The problem that lies with not fighting for the UFC, especially now that Zuffa has acquired Strikeforce, is that it's almost impossible for Alvarez to be considered the No. 1 lightweight in the world when practically every other top-ranked lightweight competes under the Zuffa banner.
As much as Alvarez would want to prove he's the best in the world against ranked opponents, there are other considerations. Alvarez enjoys the exposure he receives from fighting on MTV2 and estimates he earns as much as he would anywhere else.
"I'm one of the top paid 155ers in the world," he said. "I don't know if anybody knows that, but now you do."

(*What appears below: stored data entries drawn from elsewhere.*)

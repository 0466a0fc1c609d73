use crate::modules::teachers::controller::{
    create_teacher, delete_teacher, get_teacher, get_teachers, update_teacher,
};
use crate::state::AppState;
use axum::{
    Router,
    routing::{get, post},
};

pub fn init_teachers_router() -> Router<AppState> {
    Router::new()
        .route("/", post(create_teacher).get(get_teachers))
        .route(
            "/{id}",
            get(get_teacher).put(update_teacher).delete(delete_teacher),
        )
}
use serde::{Deserialize, Serialize};
use sqlx::FromRow;
use utoipa::{IntoParams, ToSchema};
use uuid::Uuid;
use validator::Validate;

use crate::modules::grades::model::validate_segment;

#[derive(Serialize, Deserialize, FromRow, Debug, Clone, PartialEq, ToSchema)]
pub struct Class {
    pub id: Uuid,
    pub name: String,
    pub segment: String,
    pub grade: String,
    pub section: Option<String>,
    pub class_teacher_id: Option<Uuid>,
    pub max_students: i32,
    pub current_students: i32,
    pub created_at: chrono::DateTime<chrono::Utc>,
    pub updated_at: chrono::DateTime<chrono::Utc>,
}

/// Class row joined with the assigned class teacher's name.
#[derive(Serialize, FromRow, Debug, Clone, ToSchema)]
pub struct ClassWithTeacher {
    #[serde(flatten)]
    #[sqlx(flatten)]
    pub class: Class,
    pub class_teacher_name: Option<String>,
}

#[derive(Debug, Deserialize, Validate, ToSchema)]
pub struct CreateClassDto {
    #[validate(length(min = 1, message = "Class name is required"))]
    pub name: String,
    #[validate(custom(function = "validate_segment"))]
    pub segment: String,
    #[validate(length(min = 1, message = "Grade is required"))]
    pub grade: String,
    pub section: Option<String>,
    pub class_teacher_id: Option<Uuid>,
    #[validate(range(min = 1, message = "Maximum students must be at least 1"))]
    pub max_students: Option<i32>,
}

#[derive(Debug, Deserialize, Validate, ToSchema)]
pub struct UpdateClassDto {
    #[validate(length(min = 1, message = "Class name cannot be empty"))]
    pub name: Option<String>,
    #[validate(custom(function = "validate_segment"))]
    pub segment: Option<String>,
    #[validate(length(min = 1, message = "Grade cannot be empty"))]
    pub grade: Option<String>,
    pub section: Option<String>,
    pub class_teacher_id: Option<Uuid>,
    #[validate(range(min = 1, message = "Maximum students must be at least 1"))]
    pub max_students: Option<i32>,
}

#[derive(Debug, Deserialize, IntoParams)]
pub struct ClassFilterParams {
    /// Filter by school segment.
    pub segment: Option<String>,
    /// Filter by grade label, e.g. "10".
    pub grade: Option<String>,
}

#[cfg(test)]
mod tests {
    use super::*;

    #[test]
    fn test_create_class_dto_validation() {
        let dto = CreateClassDto {
            name: "10-A".to_string(),
            segment: "secondary".to_string(),
            grade: "10".to_string(),
            section: Some("A".to_string()),
            class_teacher_id: None,
            max_students: Some(35),
        };
        assert!(dto.validate().is_ok());

        let zero_capacity = CreateClassDto {
            max_students: Some(0),
            ..dto
        };
        assert!(zero_capacity.validate().is_err());
    }

    #[test]
    fn test_class_with_teacher_serializes_flat() {
        let class = Class {
            id: Uuid::new_v4(),
            name: "10-A".to_string(),
            segment: "secondary".to_string(),
            grade: "10".to_string(),
            section: Some("A".to_string()),
            class_teacher_id: None,
            max_students: 40,
            current_students: 12,
            created_at: chrono::Utc::now(),
            updated_at: chrono::Utc::now(),
        };
        let with_teacher = ClassWithTeacher {
            class,
            class_teacher_name: Some("Jane Smith".to_string()),
        };

        let json = serde_json::to_value(&with_teacher).unwrap();
        assert_eq!(json["name"], "10-A");
        assert_eq!(json["class_teacher_name"], "Jane Smith");
        assert_eq!(json["current_students"], 12);
    }
}
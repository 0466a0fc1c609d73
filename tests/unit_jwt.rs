use learnroot::config::jwt::JwtConfig;
use learnroot::modules::auth::model::UserRole;
use learnroot::utils::jwt::{
    create_access_token, create_reset_token, verify_reset_token, verify_token,
};
use uuid::Uuid;

fn test_config() -> JwtConfig {
    JwtConfig {
        secret: "unit-test-secret".to_string(),
        access_token_expiry: 3600,
        reset_token_expiry: 900,
    }
}

#[test]
fn test_access_token_round_trip() {
    let config = test_config();
    let user_id = Uuid::new_v4();

    let token = create_access_token(user_id, "admin@school.test", &UserRole::SchoolAdmin, &config)
        .expect("token creation should succeed");

    let claims = verify_token(&token, &config).expect("token should verify");

    assert_eq!(claims.sub, user_id.to_string());
    assert_eq!(claims.email, "admin@school.test");
    assert_eq!(claims.role, "school_admin");
    assert!(claims.exp > claims.iat);
}

#[test]
fn test_access_token_carries_role() {
    let config = test_config();

    for (role, expected) in [
        (UserRole::SuperAdmin, "super_admin"),
        (UserRole::SchoolAdmin, "school_admin"),
        (UserRole::Moderator, "moderator"),
    ] {
        let token = create_access_token(Uuid::new_v4(), "u@school.test", &role, &config).unwrap();
        let claims = verify_token(&token, &config).unwrap();
        assert_eq!(claims.role, expected);
    }
}

#[test]
fn test_expired_token_rejected() {
    // Expiry well past the default 60s validation leeway
    let config = JwtConfig {
        access_token_expiry: -3600,
        ..test_config()
    };

    let token =
        create_access_token(Uuid::new_v4(), "u@school.test", &UserRole::Moderator, &config)
            .unwrap();

    assert!(verify_token(&token, &config).is_err());
}

#[test]
fn test_token_with_wrong_secret_rejected() {
    let config = test_config();
    let token =
        create_access_token(Uuid::new_v4(), "u@school.test", &UserRole::Moderator, &config)
            .unwrap();

    let other = JwtConfig {
        secret: "a-different-secret".to_string(),
        ..test_config()
    };

    assert!(verify_token(&token, &other).is_err());
}

#[test]
fn test_garbage_token_rejected() {
    let config = test_config();
    assert!(verify_token("not.a.jwt", &config).is_err());
}

#[test]
fn test_reset_token_round_trip() {
    let config = test_config();
    let user_id = Uuid::new_v4();

    let token = create_reset_token(user_id, "u@school.test", &config).unwrap();
    let claims = verify_reset_token(&token, &config).expect("reset token should verify");

    assert_eq!(claims.user_id, user_id.to_string());
    assert_eq!(claims.email, "u@school.test");
}

#[test]
fn test_access_token_is_not_a_valid_reset_token() {
    let config = test_config();
    let token =
        create_access_token(Uuid::new_v4(), "u@school.test", &UserRole::SchoolAdmin, &config)
            .unwrap();

    // Different claim shape, so decoding as a reset token must fail
    assert!(verify_reset_token(&token, &config).is_err());
}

In fact, when it comes to compensation, fighting for the UFC could be a bigger gamble for the 27-year-old father -- one he's not willing to accept right now.
"I can't tell my three kids, 'Hey, daddy's going to take a shot and take a risk and take a paycut and hopefully I make it," Alvarez said. "It's got to be more than that for me. I got to secure myself and secure my family.
"I'm going to do the right thing to become No. 1," he continued. "That's one of my main concern, but it's also to protect my financial security with my family too."
This Saturday, Alvarez will put his belt on the line against season two lightweight tournament winner Pat Curran at Bellator 39. Curran is another name out there considered a prospect, but not someone who will improve Alvarez's position in the rankings.
Still, Alvarez is giving Curran all the respect in the world. He can't afford not to, as all it takes is one mistake to erase years of hard work.
"If I don't come focused, I could very well lose," he said. "Any given night, anybody can win, but I have to be on my game and be focused and do what I know how to do and put him away."
After all, if he eventually wants to claim No. 1 status, Alvarez can't look past anyone in front of him. The effort he puts into any fight needs to be as much as it would be against the Frankie Edgars or Gilbert Melendezes of the world.
"I pretended that [Curran] was No. 1 in the world," Alvarez said. "I'm going to perform the way I always perform no matter who I'm going up against."